You are viewing a plain text version of this content. The canonical link for it is here.
Posted to user@ignite.apache.org by svonn <sv...@posteo.de> on 2017/11/20 20:46:17 UTC

Issues with multiple kafka connectors, questions regarding ignite caches

Hi!

I have recently started a project with following scenario:
My Kafka is receiving data from two sources (both String key, Byte[] value)
that i want to stream into two different Ignite caches. 
The entire setup is to be built with docker(compose). I will post my
docker-compose.yml at the end.

Now, let's start with the questions and issues:

1. After starting up the docker-compose I can access the Kafka
Control-Center (confluent) and it shows both topics being filled. With the
REST-call: 

{"name": "test-connector-one", 
 "config":       

{"connector.class":"org.apache.ignite.stream.kafka.connect.IgniteSinkConnector",
"tasks.max":"1",
"topics":"TestTopic",
"cacheName":"TestCache",
"igniteCfg":"/etc/kafka-connect/jars/test.xml"}}

I am starting to stream data from Kafkas TestTopic to Ignites TestCache - I
have set the text.xml so that IgniteSinkConnector will start a node in
client-mode only.
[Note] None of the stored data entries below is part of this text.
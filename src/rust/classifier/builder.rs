use std::path::Path;
use std::sync::Arc;

use log::{error, info};
use ndarray::Array4;

use super::backend::{OnnxBackend, ScoringBackend};
use super::classifier::FoodClassifier;
use super::error::ClassifierError;
use super::preprocess::{PreprocessConfig, Preprocessor};
use crate::runtime::RuntimeConfig;
use crate::vocabulary::FOOD101_CLASSES;
use crate::{LabelVocabulary, ModelManager, NutrientTable};

/// A builder for constructing a FoodClassifier with a fluent interface.
///
/// Settings that affect how the model is loaded (`with_runtime_config`,
/// `with_preprocess_config`) must be applied before `with_model`.
#[derive(Debug)]
pub struct FoodClassifierBuilder {
    model_path: Option<String>,
    labels_path: Option<String>,
    backend: Option<Arc<dyn ScoringBackend>>,
    vocabulary: Option<LabelVocabulary>,
    nutrients: NutrientTable,
    num_classes: usize,
    preprocess_config: PreprocessConfig,
    runtime_config: RuntimeConfig,
}

impl Default for FoodClassifierBuilder {
    fn default() -> Self {
        Self::new()
    }
}

impl FoodClassifierBuilder {
    /// Creates a builder expecting the 101 Food-101 classes and the built-in
    /// nutrient table.
    ///
    /// # Example
    /// ```
    /// use foodlens::FoodClassifierBuilder;
    ///
    /// let builder = FoodClassifierBuilder::new();
    /// ```
    pub fn new() -> Self {
        Self {
            model_path: None,
            labels_path: None,
            backend: None,
            vocabulary: None,
            nutrients: NutrientTable::builtin(),
            num_classes: FOOD101_CLASSES,
            preprocess_config: PreprocessConfig::default(),
            runtime_config: RuntimeConfig::default(),
        }
    }

    /// Sets the runtime configuration for ONNX model execution
    ///
    /// # Example
    /// ```
    /// use foodlens::{FoodClassifierBuilder, RuntimeConfig};
    ///
    /// let builder = FoodClassifierBuilder::new()
    ///     .with_runtime_config(RuntimeConfig::default().with_intra_threads(2));
    /// ```
    pub fn with_runtime_config(mut self, config: RuntimeConfig) -> Self {
        self.runtime_config = config;
        self
    }

    pub fn with_preprocess_config(mut self, config: PreprocessConfig) -> Self {
        self.preprocess_config = config;
        self
    }

    /// Sets the number of classes the model and label list must both have.
    pub fn with_num_classes(mut self, num_classes: usize) -> Self {
        self.num_classes = num_classes;
        self
    }

    /// Loads the label list from a file with one class name per line.
    ///
    /// # Errors
    /// - `BuildError` if labels were already set
    /// - `VocabularyError` if the file cannot be read or contains empty or duplicate labels
    pub fn with_labels<P: AsRef<Path>>(mut self, labels_path: P) -> Result<Self, ClassifierError> {
        if self.vocabulary.is_some() {
            return Err(ClassifierError::BuildError("Labels already set".to_string()));
        }
        let labels_path = labels_path.as_ref();
        let vocabulary = LabelVocabulary::from_file(labels_path)?;
        self.labels_path = Some(labels_path.to_string_lossy().to_string());
        self.vocabulary = Some(vocabulary);
        Ok(self)
    }

    /// Uses an already loaded vocabulary.
    pub fn with_vocabulary(mut self, vocabulary: LabelVocabulary) -> Result<Self, ClassifierError> {
        if self.vocabulary.is_some() {
            return Err(ClassifierError::BuildError("Labels already set".to_string()));
        }
        self.vocabulary = Some(vocabulary);
        Ok(self)
    }

    /// Uses the Food-101 class list bundled with the crate.
    pub fn with_builtin_labels(self) -> Result<Self, ClassifierError> {
        self.with_vocabulary(LabelVocabulary::food101())
    }

    /// Loads the ONNX weights file.
    ///
    /// # Errors
    /// - `BuildError` if a model was already set or the file does not exist
    /// - `ModelError` if the file is corrupt or its input signature is not `[N, 3, H, W]`
    ///
    /// # Example
    /// ```no_run
    /// use foodlens::FoodClassifierBuilder;
    ///
    /// let builder = FoodClassifierBuilder::new()
    ///     .with_model("model/model.onnx");
    /// ```
    pub fn with_model<P: AsRef<Path>>(mut self, model_path: P) -> Result<Self, ClassifierError> {
        if self.backend.is_some() {
            return Err(ClassifierError::BuildError("Model already set".to_string()));
        }
        self.preprocess_config.validate()?;
        let model_path = model_path.as_ref();
        let backend = OnnxBackend::load(
            model_path,
            &self.runtime_config,
            self.preprocess_config.height,
            self.preprocess_config.width,
        )?;
        info!("Model structure validated successfully");

        self.model_path = Some(model_path.to_string_lossy().to_string());
        self.backend = Some(Arc::new(backend));
        Ok(self)
    }

    /// Loads weights and labels from the locations managed by `manager`.
    pub fn with_model_manager(self, manager: &ModelManager) -> Result<Self, ClassifierError> {
        self.with_labels(manager.get_labels_path())?
            .with_model(manager.get_weights_path())
    }

    /// Uses a custom scoring backend instead of an ONNX file.
    pub fn with_backend<B: ScoringBackend + 'static>(mut self, backend: B) -> Result<Self, ClassifierError> {
        if self.backend.is_some() {
            return Err(ClassifierError::BuildError("Model already set".to_string()));
        }
        self.backend = Some(Arc::new(backend));
        Ok(self)
    }

    /// Replaces the nutrient table.
    pub fn with_nutrients(mut self, table: NutrientTable) -> Self {
        self.nutrients = table;
        self
    }

    /// Loads a nutrient table from JSON. See [`NutrientTable::from_json`].
    pub fn with_nutrients_file<P: AsRef<Path>>(mut self, path: P) -> Result<Self, ClassifierError> {
        self.nutrients = NutrientTable::from_file(path)?;
        Ok(self)
    }

    /// Builds and returns the final FoodClassifier instance
    ///
    /// # Returns
    /// * `Result<FoodClassifier, ClassifierError>` - The constructed classifier, or an error if:
    ///   - No model or no labels have been set
    ///   - The label count differs from the configured class count
    ///   - The model's output width differs from the label count
    ///   - The class count is zero or the preprocessing config is unusable
    pub fn build(self) -> Result<FoodClassifier, ClassifierError> {
        if self.num_classes == 0 {
            return Err(ClassifierError::ValidationError(
                "Class count must be at least 1".to_string(),
            ));
        }
        self.preprocess_config.validate()?;

        let backend = self
            .backend
            .ok_or_else(|| ClassifierError::BuildError("Model must be set".to_string()))?;
        let vocabulary = self
            .vocabulary
            .ok_or_else(|| ClassifierError::BuildError("Labels must be set".to_string()))?;

        if vocabulary.len() != self.num_classes {
            return Err(ClassifierError::BuildError(format!(
                "Label list has {} entries, expected {}",
                vocabulary.len(),
                self.num_classes
            )));
        }

        if let Some(declared) = backend.declared_output_size() {
            if declared != vocabulary.len() {
                return Err(ClassifierError::ModelError(format!(
                    "Model output has {} classes but the label list has {}",
                    declared,
                    vocabulary.len()
                )));
            }
        }

        Self::probe_output_size(backend.as_ref(), &self.preprocess_config, vocabulary.len())?;

        info!(
            "Food classifier ready: {} classes, {} nutrient entries",
            vocabulary.len(),
            self.nutrients.len()
        );

        Ok(FoodClassifier {
            model_path: self.model_path,
            labels_path: self.labels_path,
            backend,
            vocabulary,
            nutrients: Arc::new(self.nutrients),
            preprocessor: Preprocessor::new(self.preprocess_config),
        })
    }

    /// Runs a blank input through the backend to confirm the output width,
    /// covering models whose output shape is symbolic.
    fn probe_output_size(
        backend: &dyn ScoringBackend,
        config: &PreprocessConfig,
        expected: usize,
    ) -> Result<(), ClassifierError> {
        let blank = Array4::<f32>::zeros((1, 3, config.height, config.width));
        let scores = backend.scores(blank.view()).map_err(|e| {
            error!("Model failed on a blank input: {}", e);
            ClassifierError::ModelError(format!("Model failed on a blank input: {}", e))
        })?;
        if scores.len() != expected {
            return Err(ClassifierError::ModelError(format!(
                "Model produced {} scores but the label list has {}",
                scores.len(),
                expected
            )));
        }
        Ok(())
    }
}

#[cfg(test)]
mod tests {
    use super::*;
    use ndarray::{Array1, ArrayView4};

    #[derive(Debug)]
    struct Constant {
        width: usize,
        declared: Option<usize>,
    }

    impl ScoringBackend for Constant {
        fn scores(&self, _input: ArrayView4<'_, f32>) -> Result<Array1<f32>, ClassifierError> {
            Ok(Array1::zeros(self.width))
        }

        fn declared_output_size(&self) -> Option<usize> {
            self.declared
        }
    }

    #[test]
    fn test_build_requires_model_and_labels() {
        let err = FoodClassifierBuilder::new().build().unwrap_err();
        assert!(matches!(err, ClassifierError::BuildError(_)));

        let err = FoodClassifierBuilder::new()
            .with_backend(Constant { width: 101, declared: None })
            .unwrap()
            .build()
            .unwrap_err();
        assert!(matches!(err, ClassifierError::BuildError(_)));
    }

    #[test]
    fn test_label_count_must_match_class_count() {
        let err = FoodClassifierBuilder::new()
            .with_vocabulary(LabelVocabulary::from_labels(vec!["pizza", "sushi"]).unwrap())
            .unwrap()
            .with_backend(Constant { width: 2, declared: None })
            .unwrap()
            .build()
            .unwrap_err();
        assert!(err.is_startup_failure());
    }

    #[test]
    fn test_declared_output_mismatch() {
        let err = FoodClassifierBuilder::new()
            .with_builtin_labels()
            .unwrap()
            .with_backend(Constant { width: 101, declared: Some(1000) })
            .unwrap()
            .build()
            .unwrap_err();
        assert!(matches!(err, ClassifierError::ModelError(_)));
    }

    #[test]
    fn test_probed_output_mismatch() {
        let err = FoodClassifierBuilder::new()
            .with_builtin_labels()
            .unwrap()
            .with_backend(Constant { width: 1000, declared: None })
            .unwrap()
            .build()
            .unwrap_err();
        assert!(matches!(err, ClassifierError::ModelError(_)));
    }

    #[test]
    fn test_duplicate_setters_rejected() {
        let builder = FoodClassifierBuilder::new().with_builtin_labels().unwrap();
        assert!(builder.with_builtin_labels().is_err());

        let builder = FoodClassifierBuilder::new()
            .with_backend(Constant { width: 101, declared: None })
            .unwrap();
        assert!(builder.with_backend(Constant { width: 101, declared: None }).is_err());
    }

    #[test]
    fn test_build_success() {
        let classifier = FoodClassifierBuilder::new()
            .with_builtin_labels()
            .unwrap()
            .with_backend(Constant { width: 101, declared: Some(101) })
            .unwrap()
            .build()
            .unwrap();
        let info = classifier.info();
        assert_eq!(info.num_classes, 101);
        assert_eq!(info.input_size, (224, 224));
        assert_eq!(info.model_path, None);
    }

    fn build_with_config(config: PreprocessConfig) -> Result<FoodClassifier, ClassifierError> {
        FoodClassifierBuilder::new()
            .with_preprocess_config(config)
            .with_builtin_labels()?
            .with_backend(Constant { width: 101, declared: None })?
            .build()
    }

    #[test]
    fn test_zero_std_rejected() {
        let mut config = PreprocessConfig::default();
        config.std[1] = 0.0;
        let err = build_with_config(config).unwrap_err();
        assert!(matches!(err, ClassifierError::ValidationError(_)));

        let mut config = PreprocessConfig::default();
        config.std[2] = -0.2;
        assert!(matches!(build_with_config(config), Err(ClassifierError::ValidationError(_))));
    }

    #[test]
    fn test_non_finite_constants_rejected() {
        let mut config = PreprocessConfig::default();
        config.mean[0] = f32::NAN;
        assert!(matches!(build_with_config(config), Err(ClassifierError::ValidationError(_))));

        let mut config = PreprocessConfig::default();
        config.std[0] = f32::INFINITY;
        assert!(matches!(build_with_config(config), Err(ClassifierError::ValidationError(_))));
    }

    #[test]
    fn test_zero_input_size_rejected() {
        let config = PreprocessConfig { height: 0, width: 0, ..PreprocessConfig::default() };
        let err = build_with_config(config).unwrap_err();
        assert!(matches!(err, ClassifierError::ValidationError(_)));

        let config = PreprocessConfig { width: 0, ..PreprocessConfig::default() };
        assert!(matches!(build_with_config(config), Err(ClassifierError::ValidationError(_))));
    }

    #[test]
    fn test_zero_classes_rejected() {
        let err = FoodClassifierBuilder::new()
            .with_num_classes(0)
            .with_builtin_labels()
            .unwrap()
            .with_backend(Constant { width: 101, declared: None })
            .unwrap()
            .build()
            .unwrap_err();
        assert!(matches!(err, ClassifierError::ValidationError(_)));
    }

    #[test]
    fn test_custom_valid_config_builds() {
        let config = PreprocessConfig { height: 32, width: 48, ..PreprocessConfig::default() };
        let classifier = build_with_config(config).unwrap();
        assert_eq!(classifier.info().input_size, (32, 48));
        assert_eq!(classifier.preprocessor().config.width, 48);
    }

    #[test]
    fn test_missing_model_is_build_error() {
        let err = FoodClassifierBuilder::new()
            .with_model("/nonexistent/foodlens/model.onnx")
            .unwrap_err();
        assert!(matches!(err, ClassifierError::BuildError(_)));
    }
}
So far everything works perfectly fine, I can see the data
arriving in TestCache (also used -scan in ignitevisorcmd, the data is
correct).

Now, if I do another REST-Call in order to start the second connector (same
call, different 'name', 'topics' and 'cacheName') the connector appears to
be stopping all workers from test-connector-one (rebalancing?) while
apparantly also stopping the local Ignite-Node (the one in client mode).
This results in neither connector-one nor connector-two to start, since they
both receive the error:

ERROR Task test-connector-one-0 threw an uncaught and unrecoverable
exception (org.apache.kafka.connect.runtime.WorkerSinkTask)
connect                 | java.lang.IllegalStateException: Data streamer has
been closed.
connect                 | 	at
org.apache.ignite.internal.processors.datastreamer.DataStreamerImpl.enterBusy(DataStreamerImpl.java:402)
connect                 | 	at
org.apache.ignite.internal.processors.datastreamer.DataStreamerImpl.addDataInternal(DataStreamerImpl.java:614)
connect                 | 	at
org.apache.ignite.internal.processors.datastreamer.DataStreamerImpl.addData(DataStreamerImpl.java:676)
connect                 | 	at
org.apache.ignite.stream.kafka.connect.IgniteSinkTask.put(IgniteSinkTask.java:118)
connect                 | 	at
org.apache.kafka.connect.runtime.WorkerSinkTask.deliverMessages(WorkerSinkTask.java:464)
connect                 | 	at
org.apache.kafka.connect.runtime.WorkerSinkTask.poll(WorkerSinkTask.java:265)
connect                 | 	at
org.apache.kafka.connect.runtime.WorkerSinkTask.iteration(WorkerSinkTask.java:182)
connect                 | 	at
org.apache.kafka.connect.runtime.WorkerSinkTask.execute(WorkerSinkTask.java:150)
connect                 | 	at
org.apache.kafka.connect.runtime.WorkerTask.doRun(WorkerTask.java:146)
connect                 | 	at
org.apache.kafka.connect.runtime.WorkerTask.run(WorkerTask.java:190)
connect                 | 	at
java.util.concurrent.Executors$RunnableAdapter.call(Executors.java:511)
connect                 | 	at
java.util.concurrent.FutureTask.run(FutureTask.java:266)
connect                 | 	at
java.util.concurrent.ThreadPoolExecutor.runWorker(ThreadPoolExecutor.java:1142)
connect                 | 	at
java.util.concurrent.ThreadPoolExecutor$Worker.run(ThreadPoolExecutor.java:617)
connect                 | 	at java.lang.Thread.run(Thread.java:745)
connect                 | [2017-11-20 20:09:50,801] ERROR Task is being
killed and will not recover until manually restarted
(org.apache.kafka.connect.runtime.WorkerSinkTask)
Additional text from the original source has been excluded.